§ **TASK INSTRUCTIONS**
Begin with the line containing "let config = if" and copy each line exactly through the last line of the entries, inclusive.

§ **Stored data entries**

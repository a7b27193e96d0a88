//! WASM bindings for encounter-parser — lets the web client parse
//! generated pages without a server round trip.

use wasm_bindgen::prelude::*;

use encounter_parser::core::config::ParserConfig;
use encounter_parser::core::image::{conclusion_image_prompt, encounter_image_prompt};
use encounter_parser::core::parser::EncounterParser;
use encounter_parser::schema::encounter::{MechanicKind, StatsSnapshot};

// ---------------------------------------------------------------------------
// JSON helper types for communication across the WASM boundary
// ---------------------------------------------------------------------------
#[derive(serde::Deserialize)]
struct StatsInput {
    health: i32,
    luck: i32,
    skill_modifier: i32,
}

impl From<StatsInput> for StatsSnapshot {
    fn from(input: StatsInput) -> Self {
        StatsSnapshot::new(input.health, input.luck, input.skill_modifier)
    }
}

#[derive(serde::Serialize)]
struct ParseFailure {
    error: String,
}

// ---------------------------------------------------------------------------
// EncounterSession — the main exported struct
// ---------------------------------------------------------------------------
#[wasm_bindgen]
pub struct EncounterSession {
    parser: EncounterParser,
}

#[wasm_bindgen]
impl EncounterSession {
    /// Create a session. `config_ron` may be empty to use the defaults;
    /// `stats_json` may be empty when no player is active.
    #[wasm_bindgen(constructor)]
    pub fn new(config_ron: &str, stats_json: &str) -> Result<EncounterSession, JsError> {
        let config = if config_ron.trim().is_empty() {
            ParserConfig::default()
        } else {
            ParserConfig::parse_ron(config_ron)
                .map_err(|e| JsError::new(&format!("Config parse error: {e}")))?
        };

        let mut builder = EncounterParser::builder().config(config);
        if !stats_json.trim().is_empty() {
            let stats: StatsInput = serde_json::from_str(stats_json)
                .map_err(|e| JsError::new(&format!("Invalid stats JSON: {e}")))?;
            builder = builder.stats_provider(StatsSnapshot::from(stats));
        }

        let parser = builder
            .build()
            .map_err(|e| JsError::new(&format!("Parser build error: {e}")))?;
        Ok(EncounterSession { parser })
    }

    /// Parse one encounter page. Returns the encounter as JSON, or
    /// `{"error": ...}` when the page must be regenerated.
    pub fn parse_encounter(&self, narrative: &str, image_ref: &str) -> Result<String, JsError> {
        match self.parser.parse(narrative, image_ref) {
            Ok(encounter) => serde_json::to_string(&encounter),
            Err(e) => serde_json::to_string(&ParseFailure {
                error: e.to_string(),
            }),
        }
        .map_err(|e| JsError::new(&format!("Serialization error: {e}")))
    }

    pub fn parse_conclusion(&self, message: &str, image_ref: &str) -> Result<String, JsError> {
        let encounter = self.parser.parse_conclusion(message, image_ref);
        serde_json::to_string(&encounter)
            .map_err(|e| JsError::new(&format!("Serialization error: {e}")))
    }

    /// Image prompt of a raw message, read before the page is parsed.
    pub fn image_prompt(message: &str, conclusion: bool) -> Option<String> {
        if conclusion {
            conclusion_image_prompt(message)
        } else {
            encounter_image_prompt(message)
        }
    }

    pub fn mechanic_kinds() -> String {
        let names: Vec<&str> = MechanicKind::ALL.iter().map(|k| k.name()).collect();
        serde_json::to_string(&names).unwrap_or_default()
    }
}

§ **YOUR RESPONSE**
        let config = if config_ron.trim().is_empty() {
            ParserConfig::default()
        } else {
            ParserConfig::parse_ron(config_ron)
                .map_err(|e| JsError::new(&format!("Config parse error: {e}")))?
        };

        let mut builder = EncounterParser::builder().config(config);
        if !stats_json.trim().is_empty() {
            let stats: StatsInput = serde_json::from_str(stats_json)
                .map_err(|e| JsError::new(&format!("Invalid stats JSON: {e}")))?;
            builder = builder.stats_provider(StatsSnapshot::from(stats));
        }

        let parser = builder
            .build()
            .map_err(|e| JsError::new(&format!("Parser build error: {e}")))?;
        Ok(EncounterSession { parser })
    }

    /// Parse one encounter page. Returns the encounter as JSON, or
    /// `{"error": ...}` when the page must be regenerated.
    pub fn parse_encounter(&self, narrative: &str, image_ref: &str) -> Result<String, JsError> {
        match self.parser.parse(narrative, image_ref) {
            Ok(encounter) => serde_json::to_string(&encounter),
            Err(e) => serde_json::to_string(&ParseFailure {
                error: e.to_string(),
            }),
        }
        .map_err(|e| JsError::new(&format!("Serialization error: {e}")))
    }

    pub fn parse_conclusion(&self, message: &str, image_ref: &str) -> Result<String, JsError> {
        let encounter = self.parser.parse_conclusion(message, image_ref);
        serde_json::to_string(&encounter)
            .map_err(|e| JsError::new(&format!("Serialization error: {e}")))
    }

    /// Image prompt of a raw message, read before the page is parsed.
    pub fn image_prompt(message: &str, conclusion: bool) -> Option<String> {
        if conclusion {
            conclusion_image_prompt(message)
        } else {
            encounter_image_prompt(message)
        }
    }

    pub fn mechanic_kinds() -> String {
        let names: Vec<&str> = MechanicKind::ALL.iter().map(|k| k.name()).collect();
        serde_json::to_string(&names).unwrap_or_default()
    }
}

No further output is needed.